The Commerce Department has released the jobs numbers for October, and according to the October jobs report, the economy added 214,000 jobs during the month. This caused the unemployment rate to drop from 5.9 percent to 5.8 percent. This is important for the senior housing industry because job growth translates into more people with income to spend on goods and services, including senior housing services. The pace of job growth is also one of the factors that the Federal Reserve considers when it deliberates monetary policy. When job growth is low, the Fed is encouraged to stimulate it by lowering interest rates. Conversely, when job growth is high, the Fed might raise interest rates because the stimulus that low rates provide is no longer necessary. The Federal Reserve’s Open Market Committee recently voted to keep rates at their current near-zero level for now, but most Fed watchers expect the central bank to raise them by the middle of next year. Before the Fed raises interest rates, senior housing providers and investors who are seeking capital to finance wealth generating transactions should contact the Chicago-based firm Cambridge Realty Capital to learn more about the different financing optionsthat it offers for acquisitions, sale/leasebacks, joint ventures, and other purposes as well.
Details from the Jobs Report
In addition to the economy creating 214,000 jobs in October, the job gains for August and September were also revised upwards by 31,000. This boosted the average number of jobs created for the last six months to 235,000. In October, the industry that had the most gains was the leisure and hospitality industry, which created 52,000 new jobs. This was followed by the restaurant and bar industry, which added 42,000 new jobs; professional and business services, which added 37,000 new jobs; healthcare and retail each added 27,000 new jobs; the manufacturing sector added 15,000 new jobs; and the construction industry rounded out the field by adding 12,000 new jobs.
In other good news, October marked the 49th consecutive month of job growth, and the labor participation rate also ticked up to 62.8 percent. These figures undoubtedly pleased members of the Federal Reserve, who can point to them to validate their decision to end the Fed’s bond buying program last month. However, it was not all good news from the report, and the Fed can also point to some of the disappointing data on wages to validate its decision to keep its benchmark federal funds rate at near-zero for now.
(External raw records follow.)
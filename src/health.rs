use crate::etl::quality::QualityHistory;
use crate::metrics::{MetricsSnapshot, PipelineMetrics, PipelineStatus};
use crate::queue::IngestQueue;
use crate::store::MeasurementStore;
use anyhow::{Context, Result};
use chrono::{DateTime, Utc};
use serde::Serialize;
use std::path::{Path, PathBuf};
use std::sync::{Arc, Mutex, PoisonError, RwLock};
use std::time::{Duration, Instant};

/// Number of most recent quality results summarized in a report.
pub const RECENT_QUALITY_WINDOW: usize = 20;

const STORE_PING_TIMEOUT: Duration = Duration::from_secs(2);

#[derive(Debug, Clone, PartialEq, Serialize)]
pub struct HealthReport {
    pub generated_at: DateTime<Utc>,
    pub pipeline_status: PipelineStatus,
    pub store_reachable: bool,
    pub queue_depth: usize,
    pub queue_capacity: usize,
    pub success_rate: f64,
    pub quality_checks_failed: usize,
    pub uptime_hours: f64,
    pub metrics: MetricsSnapshot,
}

impl HealthReport {
    pub fn file_name(&self) -> String {
        format!("health_report_{}.json", self.generated_at.format("%Y%m%d_%H%M%S"))
    }
}

struct HealthInner {
    metrics: Arc<PipelineMetrics>,
    store: Arc<dyn MeasurementStore>,
    queue: Arc<IngestQueue>,
    quality: Arc<Mutex<QualityHistory>>,
    started: Instant,
    report_dir: Option<PathBuf>,
    latest: RwLock<Option<Arc<HealthReport>>>,
}

/// Builds health snapshots on demand. Reads only atomics and short-held
/// locks, plus one bounded store ping.
#[derive(Clone)]
pub struct HealthReporter {
    inner: Arc<HealthInner>,
}

impl HealthReporter {
    pub fn new(
        metrics: Arc<PipelineMetrics>,
        store: Arc<dyn MeasurementStore>,
        queue: Arc<IngestQueue>,
        quality: Arc<Mutex<QualityHistory>>,
        report_dir: Option<PathBuf>,
    ) -> Self {
        Self {
            inner: Arc::new(HealthInner {
                metrics,
                store,
                queue,
                quality,
                started: Instant::now(),
                report_dir,
                latest: RwLock::new(None),
            }),
        }
    }

    pub async fn snapshot(&self) -> Arc<HealthReport> {
        let inner = &self.inner;
        let ping = tokio::time::timeout(STORE_PING_TIMEOUT, inner.store.ping()).await;
        let store_reachable = match ping {
            Ok(Ok(())) => true,
            Ok(Err(err)) => {
                tracing::debug!(error = %err, "store ping failed");
                false
            }
            Err(_) => {
                tracing::debug!("store ping timed out");
                false
            }
        };

        let metrics = inner.metrics.snapshot();
        let quality_checks_failed = inner
            .quality
            .lock()
            .unwrap_or_else(PoisonError::into_inner)
            .recent_failures(RECENT_QUALITY_WINDOW);
        let report = Arc::new(HealthReport {
            generated_at: Utc::now(),
            pipeline_status: metrics.status,
            store_reachable,
            queue_depth: inner.queue.len(),
            queue_capacity: inner.queue.capacity(),
            success_rate: metrics.success_rate(),
            quality_checks_failed,
            uptime_hours: inner.started.elapsed().as_secs_f64() / 3600.0,
            metrics,
        });

        if let Ok(mut latest) = inner.latest.write() {
            *latest = Some(report.clone());
        }
        report
    }

    pub fn latest(&self) -> Option<Arc<HealthReport>> {
        self.inner
            .latest
            .read()
            .ok()
            .and_then(|latest| latest.clone())
    }

    /// Takes a snapshot and, when a report directory is configured, writes it
    /// out as JSON. Sink failures are logged, never propagated.
    pub async fn capture_and_publish(&self) -> Arc<HealthReport> {
        let report = self.snapshot().await;
        if let Some(dir) = self.inner.report_dir.as_deref() {
            match write_report(dir, &report).await {
                Ok(path) => tracing::info!(path = %path.display(), "wrote health report"),
                Err(err) => tracing::warn!(error = %err, "failed to write health report"),
            }
        }
        report
    }
}

async fn write_report(dir: &Path, report: &HealthReport) -> Result<PathBuf> {
    tokio::fs::create_dir_all(dir)
        .await
        .with_context(|| format!("create {}", dir.display()))?;
    let path = dir.join(report.file_name());
    let body = serde_json::to_vec_pretty(report)?;
    tokio::fs::write(&path, body)
        .await
        .with_context(|| format!("write {}", path.display()))?;
    Ok(path)
}

#[cfg(test)]
mod tests {
    use super::*;
    use crate::etl::quality::QualityCheckResult;
    use crate::store::MemoryStore;

    type Harness = (HealthReporter, Arc<PipelineMetrics>, Arc<Mutex<QualityHistory>>);

    fn reporter(store: Arc<MemoryStore>, report_dir: Option<PathBuf>) -> Harness {
        let metrics = Arc::new(PipelineMetrics::new());
        let queue = Arc::new(IngestQueue::new(16, metrics.clone()));
        let quality = Arc::new(Mutex::new(QualityHistory::new(64)));
        let reporter =
            HealthReporter::new(metrics.clone(), store, queue, quality.clone(), report_dir);
        (reporter, metrics, quality)
    }

    fn check(passed: bool) -> QualityCheckResult {
        QualityCheckResult {
            check_name: "null_ratio".to_string(),
            passed,
            message: String::new(),
            affected_records: 0,
            checked_at: Utc::now(),
        }
    }

    #[tokio::test]
    async fn snapshot_reflects_metrics_and_recent_quality() {
        let store = Arc::new(MemoryStore::new());
        let (reporter, metrics, quality) = reporter(store, None);
        metrics.set_status(PipelineStatus::Running);
        metrics.record_flush(10, 9, 1);
        {
            let mut history = quality.lock().expect("history lock");
            history.extend((0..30).map(|idx| check(idx % 3 != 0)));
        }

        let report = reporter.snapshot().await;
        assert_eq!(report.pipeline_status, PipelineStatus::Running);
        assert!(report.store_reachable);
        assert_eq!(report.queue_capacity, 16);
        assert!((report.success_rate - 0.9).abs() < 1e-9);
        // newest 20 entries are idx 10..30; multiples of 3 fail
        assert_eq!(report.quality_checks_failed, 6);
        assert_eq!(reporter.latest().as_deref(), Some(&*report));
    }

    #[tokio::test]
    async fn unreachable_store_is_reported_not_raised() {
        let store = Arc::new(MemoryStore::new());
        store.set_unavailable(true);
        let (reporter, _metrics, _quality) = reporter(store, None);
        assert!(!reporter.snapshot().await.store_reachable);
    }

    #[tokio::test]
    async fn published_report_lands_in_report_dir() -> anyhow::Result<()> {
        let dir = tempfile::tempdir()?;
        let store = Arc::new(MemoryStore::new());
        let (reporter, _metrics, _quality) = reporter(store, Some(dir.path().join("reports")));

        let report = reporter.capture_and_publish().await;
        let path = dir.path().join("reports").join(report.file_name());
        let written: serde_json::Value = serde_json::from_slice(&std::fs::read(path)?)?;
        assert_eq!(written["pipeline_status"], "STOPPED");
        assert_eq!(written["store_reachable"], true);
        Ok(())
    }
}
According to the jobs report, hourly earnings increased by only three cents last month, from $24.54 to $24.57, and are up by just two-percent during the past year. This slow wage growth is constraining consumer spending and keeping the economy from growing at a faster pace. It is also one of the reasons that the Fed has continued its loose monetary policy and kept interest rates at near-zero for the past six years. However, despite the disappointing wage information from the report, most analysts found the jobs report to be positive, and they expect the economy to create more jobs in November and December as well.